We may be exposed to counterparty risk, which
could make it difficult for us or the CLOs in which we invest to collect on the obligations represented by investments and result in significant
losses.

We may hold investments (including synthetic securities)
that would expose us to the credit risk of our counterparties or the counterparties of the CLOs in which it invests. In the event of a
bankruptcy or insolvency of such a counterparty, we or a CLO in which such an investment is held could suffer significant losses, including
the loss of that part of our or the CLO’s portfolio financed through such a transaction, declines in the value of our investment.

We are subject to risks associated with defaults on an underlying asset held by a CLO.

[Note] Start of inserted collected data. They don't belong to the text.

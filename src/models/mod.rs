//! Request and Response models for the diagnostics API
//!
//! This module defines the DTOs (Data Transfer Objects) used for
//! serializing/deserializing HTTP request and response bodies.

pub mod requests;
pub mod responses;

pub use requests::{FreshnessRequest, InvalidateRequest, MediaQuery, WarmthQuery};
pub use responses::{
    CacheStatsBody, FreshnessResponse, HealthResponse, InvalidateResponse, MediaResponse,
    PayloadStatsBody, StatsResponse, WarmthResponse,
};
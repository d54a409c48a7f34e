//! Cache Module
//!
//! Data model of the query cache (keys, entries, statistics) and the store
//! contract the rest of the subsystem consumes.

mod entry;
mod key;
mod stats;
mod store;

// Re-export public types
pub use entry::{current_timestamp_ms, CacheEntry, QueryStatus, StaleTime};
pub use key::CacheKey;
pub use stats::CacheStats;
pub use store::{CacheEvent, InvalidateScope, MemoryQueryCache, QueryCache};
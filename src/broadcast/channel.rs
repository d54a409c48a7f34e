//! Channel transports
//!
//! Capability interface over an ephemeral, best-effort channel between
//! execution contexts, and an in-process hub implementation on top of
//! `tokio::sync::broadcast`.
//!
//! A context never receives messages it sent itself. Messages from one sender
//! reach a given receiver in send order; nothing is guaranteed across senders.

use std::collections::HashMap;
use std::sync::{Arc, Mutex, PoisonError};

use async_trait::async_trait;
use tokio::sync::broadcast::{self, error::RecvError};
use tracing::warn;

use crate::error::{Result, SyncError};

/// Default per-channel buffer of the in-process hub.
pub const DEFAULT_HUB_CAPACITY: usize = 64;

/// One open channel.
#[async_trait]
pub trait PubSubChannel: Send {
    fn name(&self) -> &str;

    fn send(&self, payload: serde_json::Value) -> Result<()>;

    /// Next message from a peer context; `None` once the channel is closed.
    async fn recv(&mut self) -> Option<serde_json::Value>;

    fn close(&mut self);
}

/// Opens channels by name.
pub trait ChannelTransport: Send + Sync {
    fn open(&self, name: &str) -> Result<Box<dyn PubSubChannel>>;
}

// == Unavailable Transport ==
/// Transport of a context without channel support. Every open fails.
#[derive(Debug, Default, Clone, Copy)]
pub struct UnavailableTransport;

impl ChannelTransport for UnavailableTransport {
    fn open(&self, name: &str) -> Result<Box<dyn PubSubChannel>> {
        Err(SyncError::TransportUnavailable(format!(
            "no channel support for '{}'",
            name
        )))
    }
}

// == Local Channel Hub ==
#[derive(Debug, Clone)]
struct Frame {
    origin: String,
    payload: serde_json::Value,
}

/// In-process hub shared by several execution contexts.
#[derive(Clone)]
pub struct LocalChannelHub {
    channels: Arc<Mutex<HashMap<String, broadcast::Sender<Frame>>>>,
    capacity: usize,
}

impl LocalChannelHub {
    pub fn new(capacity: usize) -> Self {
        Self {
            channels: Arc::new(Mutex::new(HashMap::new())),
            capacity: capacity.max(1),
        }
    }

    /// Transport for one execution context.
    pub fn context(&self, id: impl Into<String>) -> HubTransport {
        HubTransport {
            hub: self.clone(),
            context: id.into(),
        }
    }

    fn sender(&self, name: &str) -> broadcast::Sender<Frame> {
        let mut channels = self.channels.lock().unwrap_or_else(PoisonError::into_inner);
        channels
            .entry(name.to_string())
            .or_insert_with(|| broadcast::channel(self.capacity).0)
            .clone()
    }

    /// Forgets a channel nobody is receiving on any more.
    fn prune(&self, name: &str) {
        let mut channels = self.channels.lock().unwrap_or_else(PoisonError::into_inner);
        if channels.get(name).is_some_and(|tx| tx.receiver_count() == 0) {
            channels.remove(name);
        }
    }

    /// Number of named channels currently held by the hub.
    pub fn channel_count(&self) -> usize {
        self.channels.lock().unwrap_or_else(PoisonError::into_inner).len()
    }
}

impl Default for LocalChannelHub {
    fn default() -> Self {
        Self::new(DEFAULT_HUB_CAPACITY)
    }
}

/// A context's view of a [`LocalChannelHub`].
#[derive(Clone)]
pub struct HubTransport {
    hub: LocalChannelHub,
    context: String,
}

impl HubTransport {
    pub fn context_id(&self) -> &str {
        &self.context
    }
}

impl ChannelTransport for HubTransport {
    fn open(&self, name: &str) -> Result<Box<dyn PubSubChannel>> {
        let tx = self.hub.sender(name);
        let rx = tx.subscribe();
        Ok(Box::new(HubChannel {
            hub: self.hub.clone(),
            name: name.to_string(),
            context: self.context.clone(),
            tx: Some(tx),
            rx: Some(rx),
        }))
    }
}

struct HubChannel {
    hub: LocalChannelHub,
    name: String,
    context: String,
    tx: Option<broadcast::Sender<Frame>>,
    rx: Option<broadcast::Receiver<Frame>>,
}

#[async_trait]
impl PubSubChannel for HubChannel {
    fn name(&self) -> &str {
        &self.name
    }

    fn send(&self, payload: serde_json::Value) -> Result<()> {
        let tx = self
            .tx
            .as_ref()
            .ok_or_else(|| SyncError::ChannelClosed(self.name.clone()))?;
        // An error only means nobody is listening right now.
        let _ = tx.send(Frame {
            origin: self.context.clone(),
            payload,
        });
        Ok(())
    }

    async fn recv(&mut self) -> Option<serde_json::Value> {
        let rx = self.rx.as_mut()?;
        loop {
            match rx.recv().await {
                Ok(frame) if frame.origin == self.context => continue,
                Ok(frame) => return Some(frame.payload),
                Err(RecvError::Lagged(skipped)) => {
                    warn!("Channel '{}' lagged, {} messages skipped", self.name, skipped);
                }
                Err(RecvError::Closed) => return None,
            }
        }
    }

    fn close(&mut self) {
        self.tx = None;
        if self.rx.take().is_some() {
            self.hub.prune(&self.name);
        }
    }
}

impl Drop for HubChannel {
    fn drop(&mut self) {
        self.close();
    }
}
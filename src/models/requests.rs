//! Request DTOs for the diagnostics API
//!
//! Defines the structure of incoming HTTP request bodies and query strings.

use serde::Deserialize;

use crate::cache::{CacheKey, StaleTime};

/// Query string of GET /warmth
#[derive(Debug, Clone, Deserialize)]
pub struct WarmthQuery {
    /// Navigation target, path plus optional query, e.g. `/chat/7?tab=media`
    pub target: String,
}

impl WarmthQuery {
    /// Returns an error message if validation fails, None if valid.
    pub fn validate(&self) -> Option<String> {
        if !self.target.starts_with('/') {
            return Some("Target must be an absolute path".to_string());
        }
        None
    }
}

/// Request body for POST /freshness
#[derive(Debug, Clone, Deserialize)]
#[serde(rename_all = "camelCase")]
pub struct FreshnessRequest {
    pub key: CacheKey,
    /// Optional staleness window overriding the entry's and the default
    #[serde(default)]
    pub stale_time_ms: Option<i64>,
}

impl FreshnessRequest {
    pub fn validate(&self) -> Option<String> {
        if self.key.is_empty() {
            return Some("Key cannot be empty".to_string());
        }
        None
    }

    pub fn stale_time_override(&self) -> Option<StaleTime> {
        self.stale_time_ms.map(StaleTime::from_millis)
    }
}

/// Request body for POST /invalidate
#[derive(Debug, Clone, Deserialize)]
pub struct InvalidateRequest {
    pub key: CacheKey,
    /// When false every key under this prefix is invalidated
    #[serde(default)]
    pub exact: bool,
}

impl InvalidateRequest {
    pub fn validate(&self) -> Option<String> {
        if self.key.is_empty() {
            return Some("Key cannot be empty".to_string());
        }
        None
    }
}

/// Query string of GET /media
#[derive(Debug, Clone, Deserialize)]
pub struct MediaQuery {
    /// Media URL, e.g. `/img/avatar.png`
    pub url: String,
}

impl MediaQuery {
    pub fn validate(&self) -> Option<String> {
        if !self.url.starts_with('/') {
            return Some("Media URL must be an absolute path".to_string());
        }
        None
    }
}
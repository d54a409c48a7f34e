//! Binary payloads
//!
//! Fetched media bytes. Two payloads are the same resource only when they
//! share the same allocation; equal bytes fetched twice are different
//! resources.

use std::fmt;
use std::sync::Arc;

struct PayloadInner {
    bytes: Vec<u8>,
    content_type: String,
}

#[derive(Clone)]
pub struct BinaryPayload(Arc<PayloadInner>);

impl BinaryPayload {
    pub fn new(bytes: impl Into<Vec<u8>>, content_type: impl Into<String>) -> Self {
        Self(Arc::new(PayloadInner {
            bytes: bytes.into(),
            content_type: content_type.into(),
        }))
    }

    pub fn bytes(&self) -> &[u8] {
        &self.0.bytes
    }

    pub fn content_type(&self) -> &str {
        &self.0.content_type
    }

    pub fn len(&self) -> usize {
        self.0.bytes.len()
    }

    pub fn is_empty(&self) -> bool {
        self.0.bytes.is_empty()
    }

    /// Resource identity.
    pub fn ptr_eq(&self, other: &Self) -> bool {
        Arc::ptr_eq(&self.0, &other.0)
    }
}

impl fmt::Debug for BinaryPayload {
    fn fmt(&self, f: &mut fmt::Formatter<'_>) -> fmt::Result {
        f.debug_struct("BinaryPayload")
            .field("content_type", &self.0.content_type)
            .field("len", &self.0.bytes.len())
            .finish()
    }
}

#[cfg(test)]
mod tests {
    use super::*;

    #[test]
    fn test_identity_is_by_allocation() {
        let a = BinaryPayload::new(vec![1, 2, 3], "image/png");
        let same = a.clone();
        let equal_bytes = BinaryPayload::new(vec![1, 2, 3], "image/png");

        assert!(a.ptr_eq(&same));
        assert!(!a.ptr_eq(&equal_bytes));
        assert_eq!(a.bytes(), equal_bytes.bytes());
        assert_eq!(a.len(), 3);
        assert_eq!(a.content_type(), "image/png");
    }
}
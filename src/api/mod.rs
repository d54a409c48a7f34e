//! API Module
//!
//! Diagnostics HTTP surface. It carries no cached data; it only exposes the
//! subsystem's decisions.
//!
//! # Endpoints
//! - `GET /health` - Health check endpoint
//! - `GET /stats` - Statistics
//! - `GET /warmth?target=` - Route warmth verdict
//! - `POST /freshness` - Freshness verdict for a key
//! - `POST /invalidate` - Invalidate and announce

pub mod handlers;
pub mod routes;

pub use handlers::*;
pub use routes::create_router;
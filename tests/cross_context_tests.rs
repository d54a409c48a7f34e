//! Cross-Context Integration Tests
//!
//! Several execution contexts sharing one in-process channel hub, plus the
//! restore and media flows a context runs through over its lifetime.

use std::sync::Arc;
use std::time::Duration;

use cache_coherence::broadcast::{
    BroadcastEnvelope, BroadcastSync, BroadcastWatermarks, ChannelTransport, LocalChannelHub,
    RefreshWatcher,
};
use cache_coherence::cache::{current_timestamp_ms, MemoryQueryCache, QueryCache, StaleTime};
use cache_coherence::cache_key;
use cache_coherence::media::{BinaryPayload, HandleRegistry, LocalHandleAllocator};
use cache_coherence::persist::{
    DurableStore, FileDurableStore, MemoryDurableStore, PersistedSnapshot, Persister,
};
use cache_coherence::value::{PendingOp, Value};

// == Helper Functions ==

fn cache() -> Arc<MemoryQueryCache> {
    Arc::new(MemoryQueryCache::new(StaleTime::Millis(60_000), 300_000))
}

fn watcher(
    hub: &LocalChannelHub,
    ctx: &str,
    cache: Arc<MemoryQueryCache>,
) -> Arc<RefreshWatcher<MemoryQueryCache>> {
    Arc::new(
        RefreshWatcher::new(
            cache,
            BroadcastSync::new(Arc::new(hub.context(ctx))),
            Arc::new(BroadcastWatermarks::new()),
            "query-sync",
        )
        .watch("groups-list", cache_key!["groups"]),
    )
}

// == Broadcast ==

#[tokio::test]
async fn test_three_contexts_converge_without_loops() {
    let hub = LocalChannelHub::default();
    let caches = [cache(), cache(), cache()];
    for c in &caches[1..] {
        c.set_data(cache_key!["groups"], Value::Null, 10);
    }
    let _handles: Vec<_> = ["a", "b", "c"]
        .iter()
        .zip(caches.iter())
        .map(|(ctx, c)| watcher(&hub, ctx, c.clone()).spawn())
        .collect();

    let mut spy = hub.context("spy").open("query-sync").unwrap();
    caches[0].set_data(cache_key!["groups"], Value::Null, 500);

    let announced = tokio::time::timeout(Duration::from_millis(200), spy.recv())
        .await
        .unwrap()
        .unwrap();
    assert!(matches!(
        BroadcastEnvelope::decode(announced),
        Some(BroadcastEnvelope::Refreshed(_))
    ));
    tokio::time::sleep(Duration::from_millis(50)).await;

    // Both peers re-validate; their refetches stay local.
    for c in &caches[1..] {
        assert!(c.get_entry(&cache_key!["groups"]).unwrap().is_invalidated);
        c.set_data(cache_key!["groups"], Value::Null, 600);
    }
    let echo = tokio::time::timeout(Duration::from_millis(100), spy.recv()).await;
    assert!(echo.is_err());
}

#[tokio::test]
async fn test_unavailable_transport_keeps_context_working() {
    let c = cache();
    let w = Arc::new(
        RefreshWatcher::new(
            c.clone(),
            BroadcastSync::unavailable(),
            Arc::new(BroadcastWatermarks::new()),
            "query-sync",
        )
        .watch("groups-list", cache_key!["groups"]),
    );
    assert_eq!(w.groups().len(), 1);
    let handle = w.clone().spawn();
    assert!(!handle.is_subscribed());

    c.set_data(cache_key!["groups"], Value::Null, current_timestamp_ms());
    assert_eq!(w.invalidate(&cache_key!["groups"], true), 1);
}

// == Persistence ==

#[tokio::test]
async fn test_restore_drops_function_and_pending_fields() {
    let store = Arc::new(MemoryDurableStore::new());
    let persister = Persister::new(store.clone(), "query-cache")
        .with_allow_prefixes(["user-profile"])
        .with_buster("v1");

    let source = cache();
    let profile = Value::object([
        ("name", Value::from("Ada")),
        ("age", Value::from(36u64)),
        ("format", Value::function("format", |_| Value::Null)),
        ("avatar", Value::Pending(PendingOp::new())),
    ]);
    source.set_data(cache_key!["user-profile", "me"], profile, current_timestamp_ms());
    assert!(persister.persist_cache(source.as_ref()).await);

    let target = cache();
    assert_eq!(persister.restore_into(target.as_ref(), 300_000).await, 1);
    let data = target
        .get_entry(&cache_key!["user-profile", "me"])
        .unwrap()
        .data
        .unwrap();
    assert_eq!(data.get("name").unwrap().as_str(), Some("Ada"));
    assert_eq!(data.get("age").unwrap().as_u64(), Some(36));
    assert!(data.get("format").is_none());
    assert!(data.get("avatar").is_none());
}

#[tokio::test]
async fn test_file_store_survives_restart() {
    let dir = tempfile::tempdir().unwrap();
    let key = cache_key!["groups", 3, "messages"];
    {
        let store = Arc::new(FileDurableStore::new(dir.path()));
        let persister = Persister::new(store, "query-cache")
            .with_allow_prefixes(["groups"])
            .with_buster("v1");
        let c = cache();
        c.set_data(key.clone(), Value::array([Value::from("hi")]), current_timestamp_ms());
        assert!(persister.persist_cache(c.as_ref()).await);
    }

    let store = Arc::new(FileDurableStore::new(dir.path()));
    let raw = store.get("query-cache").await.unwrap().unwrap();
    let snapshot = PersistedSnapshot::from_value(&raw).unwrap();
    assert_eq!(snapshot.entries[0].key, key);

    let persister = Persister::new(store, "query-cache")
        .with_allow_prefixes(["groups"])
        .with_buster("v1");
    let restored = cache();
    assert_eq!(persister.restore_into(restored.as_ref(), 300_000).await, 1);
    assert!(restored.get_entry(&key).is_some());
}

// == Media ==

#[tokio::test]
async fn test_reacquire_within_idle_window_returns_same_handle() {
    let allocator = Arc::new(LocalHandleAllocator::new());
    let registry = HandleRegistry::new(allocator.clone(), Duration::from_millis(60));
    let blob_a = BinaryPayload::new(vec![0xFF, 0xD8], "image/jpeg");

    let handle = registry.acquire("img1", &blob_a);
    assert_eq!(registry.ref_count("img1"), Some(1));
    assert_eq!(registry.acquire("img1", &blob_a), handle);
    assert_eq!(registry.ref_count("img1"), Some(2));

    registry.release("img1");
    registry.release("img1");
    assert_eq!(registry.ref_count("img1"), Some(0));
    assert!(registry.is_release_pending("img1"));

    assert_eq!(registry.acquire("img1", &blob_a), handle);
    assert_eq!(registry.ref_count("img1"), Some(1));
    assert!(!registry.is_release_pending("img1"));

    tokio::time::sleep(Duration::from_millis(150)).await;
    assert!(allocator.resolve(&handle).is_some());
}
//! Media Loader
//!
//! Caller-side glue: find a payload in the backing cache or fetch it, keep the
//! cache under its cap, then take a lease on a handle for it.

use std::io::ErrorKind;
use std::path::{Component, Path, PathBuf};
use std::sync::Arc;

use async_trait::async_trait;
use tracing::{debug, warn};

use crate::error::{Result, SyncError};
use crate::media::{enforce_payload_cap, BinaryPayload, HandleLease, HandleRegistry, PayloadCache};

/// Externally supplied fetch of binary payloads.
#[async_trait]
pub trait PayloadFetcher: Send + Sync {
    async fn fetch(&self, url: &str) -> Result<BinaryPayload>;
}

/// Serves media URLs from a local directory: `/img/a.png` maps to
/// `<root>/img/a.png`.
#[derive(Debug, Clone)]
pub struct FilePayloadFetcher {
    root: PathBuf,
}

impl FilePayloadFetcher {
    pub fn new(root: impl AsRef<Path>) -> Self {
        Self {
            root: root.as_ref().to_path_buf(),
        }
    }

    /// Only plain path segments are allowed, so a URL cannot leave the root.
    fn resolve(&self, url: &str) -> Result<PathBuf> {
        let relative = Path::new(url.trim_start_matches('/'));
        let mut path = self.root.clone();
        for component in relative.components() {
            match component {
                Component::Normal(part) => path.push(part),
                Component::CurDir => {}
                _ => return Err(SyncError::InvalidRequest(format!("Invalid media URL '{}'", url))),
            }
        }
        if path == self.root {
            return Err(SyncError::InvalidRequest(format!("Invalid media URL '{}'", url)));
        }
        Ok(path)
    }
}

fn content_type_for(path: &Path) -> &'static str {
    match path.extension().and_then(|e| e.to_str()).map(str::to_ascii_lowercase).as_deref() {
        Some("png") => "image/png",
        Some("jpg") | Some("jpeg") => "image/jpeg",
        Some("gif") => "image/gif",
        Some("webp") => "image/webp",
        Some("mp4") => "video/mp4",
        Some("webm") => "video/webm",
        _ => "application/octet-stream",
    }
}

#[async_trait]
impl PayloadFetcher for FilePayloadFetcher {
    async fn fetch(&self, url: &str) -> Result<BinaryPayload> {
        let path = self.resolve(url)?;
        match tokio::fs::read(&path).await {
            Ok(bytes) => {
                debug!("Fetched {} bytes for '{}'", bytes.len(), url);
                Ok(BinaryPayload::new(bytes, content_type_for(&path)))
            }
            Err(e) if e.kind() == ErrorKind::NotFound => Err(SyncError::NotFound(url.to_string())),
            Err(e) => Err(e.into()),
        }
    }
}

pub struct MediaLoader {
    cache: Arc<dyn PayloadCache>,
    fetcher: Arc<dyn PayloadFetcher>,
    registry: HandleRegistry,
    max_entries: usize,
}

impl MediaLoader {
    pub fn new(
        cache: Arc<dyn PayloadCache>,
        fetcher: Arc<dyn PayloadFetcher>,
        registry: HandleRegistry,
        max_entries: usize,
    ) -> Self {
        Self {
            cache,
            fetcher,
            registry,
            max_entries,
        }
    }

    pub fn registry(&self) -> &HandleRegistry {
        &self.registry
    }

    pub fn max_entries(&self) -> usize {
        self.max_entries
    }

    /// Number of payloads currently retained, `None` when listing fails.
    pub async fn cached_payloads(&self) -> Option<usize> {
        self.cache.keys().await.ok().map(|keys| keys.len())
    }

    /// Resolves `url` to a leased handle. Only the fetch itself can fail; the
    /// backing cache is an optimization and its errors are logged.
    pub async fn load(&self, url: &str) -> Result<HandleLease> {
        self.load_payload(url).await.map(|(_, lease)| lease)
    }

    /// Like [`load`](Self::load), also handing back the payload itself.
    pub async fn load_payload(&self, url: &str) -> Result<(BinaryPayload, HandleLease)> {
        let cached = match self.cache.lookup(url).await {
            Ok(found) => found,
            Err(e) => {
                warn!("Payload cache lookup for '{}' failed: {}", url, e);
                None
            }
        };

        let payload = match cached {
            Some(payload) => {
                debug!("Payload cache hit for '{}'", url);
                payload
            }
            None => {
                let payload = self.fetcher.fetch(url).await?;
                match self.cache.put(url, payload.clone()).await {
                    Ok(()) => {
                        enforce_payload_cap(self.cache.as_ref(), self.max_entries).await;
                    }
                    Err(e) => warn!("Storing payload '{}' failed: {}", url, e),
                }
                payload
            }
        };

        let lease = self.registry.lease(url, &payload);
        Ok((payload, lease))
    }
}
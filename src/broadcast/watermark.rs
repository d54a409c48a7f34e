//! Broadcast watermarks
//!
//! Per logical group, the newest `dataUpdatedAt` this context has announced.
//! One table is shared by every watcher of the context so that independently
//! created watchers never announce the same refresh twice.

use std::collections::HashMap;
use std::sync::{Mutex, MutexGuard, PoisonError};

use crate::cache::current_timestamp_ms;

/// How long after a peer announcement a local refresh still counts as the
/// re-validation that announcement caused.
pub const DEFAULT_ABSORB_WINDOW_MS: u64 = 10_000;

#[derive(Debug, Clone, Copy, PartialEq, Eq)]
pub enum AnnounceDecision {
    /// Newer than anything announced so far; publish it
    Announce,
    /// Not newer than the watermark
    Duplicate,
    /// Refresh caused by a peer announcement; watermark advanced silently
    Absorbed,
}

#[derive(Debug, Default, Clone, Copy)]
struct GroupMark {
    last_announced: u64,
    /// Set by a peer-triggered re-validation: a local refresh stamped at or
    /// before this instant is absorbed.
    absorb_until: Option<u64>,
}

#[derive(Debug)]
pub struct BroadcastWatermarks {
    marks: Mutex<HashMap<String, GroupMark>>,
    absorb_window_ms: u64,
}

impl Default for BroadcastWatermarks {
    fn default() -> Self {
        Self {
            marks: Mutex::new(HashMap::new()),
            absorb_window_ms: DEFAULT_ABSORB_WINDOW_MS,
        }
    }
}

impl BroadcastWatermarks {
    pub fn new() -> Self {
        Self::default()
    }

    pub fn with_absorb_window_ms(mut self, window_ms: u64) -> Self {
        self.absorb_window_ms = window_ms;
        self
    }

    fn lock(&self) -> MutexGuard<'_, HashMap<String, GroupMark>> {
        self.marks.lock().unwrap_or_else(PoisonError::into_inner)
    }

    /// Called after a successful local refresh. The watermark only advances on
    /// a strictly greater timestamp.
    pub fn on_local_refresh(&self, group: &str, data_updated_at: u64) -> AnnounceDecision {
        let mut marks = self.lock();
        let mark = marks.entry(group.to_string()).or_default();
        if data_updated_at <= mark.last_announced {
            return AnnounceDecision::Duplicate;
        }
        mark.last_announced = data_updated_at;
        // The pending absorption is spent either way; a refresh past its
        // deadline is genuine and goes out.
        match mark.absorb_until.take() {
            Some(deadline) if data_updated_at <= deadline => AnnounceDecision::Absorbed,
            _ => AnnounceDecision::Announce,
        }
    }

    /// Records a peer announcement. A peer's timestamp counts as announced,
    /// and when it triggers a local re-validation the resulting refresh is
    /// absorbed instead of echoed back, provided it lands within the absorb
    /// window.
    pub fn on_peer_refresh(&self, group: &str, data_updated_at: u64, revalidating: bool) {
        self.on_peer_refresh_at(group, data_updated_at, revalidating, current_timestamp_ms());
    }

    pub fn on_peer_refresh_at(&self, group: &str, data_updated_at: u64, revalidating: bool, now: u64) {
        let window = self.absorb_window_ms;
        let mut marks = self.lock();
        let mark = marks.entry(group.to_string()).or_default();
        mark.last_announced = mark.last_announced.max(data_updated_at);
        if revalidating {
            mark.absorb_until = Some(now.saturating_add(window));
        }
    }

    pub fn last_announced(&self, group: &str) -> Option<u64> {
        self.lock().get(group).map(|mark| mark.last_announced)
    }

    pub fn len(&self) -> usize {
        self.lock().len()
    }

    pub fn is_empty(&self) -> bool {
        self.lock().is_empty()
    }
}
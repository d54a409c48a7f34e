//! Cache key identification
//!
//! A key is an ordered list of JSON parts. Equality and hashing go through the
//! canonical compact JSON form, so `["groups", 1]` built twice is the same key.

use std::fmt;
use std::hash::{Hash, Hasher};

use serde::{Deserialize, Serialize};

/// Builds a [`CacheKey`] from JSON-convertible parts.
///
/// ```
/// use cache_coherence::cache_key;
/// let key = cache_key!["groups", 42, "messages"];
/// assert_eq!(key.canonical(), r#"["groups",42,"messages"]"#);
/// ```
#[macro_export]
macro_rules! cache_key {
    ($($part:expr),* $(,)?) => {
        $crate::cache::CacheKey::new(vec![$($crate::__private::json!($part)),*])
    };
}

#[derive(Clone, Serialize, Deserialize)]
#[serde(transparent)]
pub struct CacheKey(Vec<serde_json::Value>);

impl CacheKey {
    pub fn new(parts: Vec<serde_json::Value>) -> Self {
        Self(parts)
    }

    pub fn parts(&self) -> &[serde_json::Value] {
        &self.0
    }

    /// Canonical serialized form. Object parts serialize with sorted keys.
    pub fn canonical(&self) -> String {
        serde_json::to_string(&self.0).unwrap_or_default()
    }

    /// First part when it is a string, e.g. `"groups"` for `["groups", 1]`.
    pub fn root(&self) -> Option<&str> {
        self.0.first().and_then(|p| p.as_str())
    }

    /// True when `prefix`'s parts equal this key's leading parts.
    pub fn starts_with(&self, prefix: &CacheKey) -> bool {
        prefix.0.len() <= self.0.len() && self.0.iter().zip(&prefix.0).all(|(a, b)| a == b)
    }

    pub fn is_empty(&self) -> bool {
        self.0.is_empty()
    }
}

impl PartialEq for CacheKey {
    fn eq(&self, other: &Self) -> bool {
        self.canonical() == other.canonical()
    }
}

impl Eq for CacheKey {}

impl Hash for CacheKey {
    fn hash<H: Hasher>(&self, state: &mut H) {
        self.canonical().hash(state);
    }
}

impl fmt::Debug for CacheKey {
    fn fmt(&self, f: &mut fmt::Formatter<'_>) -> fmt::Result {
        write!(f, "CacheKey({})", self.canonical())
    }
}

impl fmt::Display for CacheKey {
    fn fmt(&self, f: &mut fmt::Formatter<'_>) -> fmt::Result {
        f.write_str(&self.canonical())
    }
}

#[cfg(test)]
mod tests {
    use super::*;
    use serde_json::json;
    use std::collections::HashSet;

    #[test]
    fn test_equality_by_canonical_form() {
        let a = CacheKey::new(vec![json!("groups"), json!({"b": 1, "a": 2})]);
        let b = CacheKey::new(vec![json!("groups"), json!({"a": 2, "b": 1})]);
        assert_eq!(a, b);

        let mut set = HashSet::new();
        set.insert(a);
        assert!(set.contains(&b));
    }

    #[test]
    fn test_macro_and_root() {
        let key = cache_key!["dating-profiles", 7];
        assert_eq!(key.root(), Some("dating-profiles"));
        assert_eq!(key.parts().len(), 2);
        assert_eq!(key.to_string(), r#"["dating-profiles",7]"#);
    }

    #[test]
    fn test_starts_with() {
        let key = cache_key!["groups", 1, "messages"];
        assert!(key.starts_with(&cache_key!["groups"]));
        assert!(key.starts_with(&cache_key!["groups", 1]));
        assert!(key.starts_with(&cache_key![]));
        assert!(!key.starts_with(&cache_key!["groups", 2]));
        assert!(!cache_key!["groups"].starts_with(&key));
    }

    #[test]
    fn test_serde_transparent() {
        let key = cache_key!["user-profile", "me"];
        let json = serde_json::to_string(&key).unwrap();
        assert_eq!(json, r#"["user-profile","me"]"#);
        let back: CacheKey = serde_json::from_str(&json).unwrap();
        assert_eq!(back, key);
    }
}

A default and any resulting loss as well as other
losses on an underlying asset held by a CLO may reduce the fair value of our corresponding CLO investment. A wide range of factors could
adversely affect the ability of the borrower of an underlying asset to make interest or other payments on that asset. To the extent that
actual defaults and losses on the collateral of an investment exceed the level of defaults and losses factored into its purchase price,
the value of the anticipated return from the investment will be reduced. The more deeply subordinated the tranche of securities in which
we invest, the greater the risk of loss upon a default. For example, CLO equity is the most subordinated tranche within a CLO and is therefore
subject to the greatest risk of loss resulting from defaults on the CLO’s collateral, whether due to bankruptcy or otherwise. Any
defaults and losses in excess of expected default rates and loss model inputs will have a negative impact on the fair value of our investments,
will reduce the cashflows that we receive from our investments, adversely affect the fair value of our assets, and could adversely impact
our ability to pay dividends. Furthermore, the holders of the equity and junior debt tranches typically have limited rights with respect
to decisions made with respect to collateral following an event of default on a CLO. In some cases, the senior-most class of notes can
elect to liquidate the collateral even if the expected proceeds are not expected to be able to pay in full all classes of notes. We could
experience a complete loss of our investment in such a scenario.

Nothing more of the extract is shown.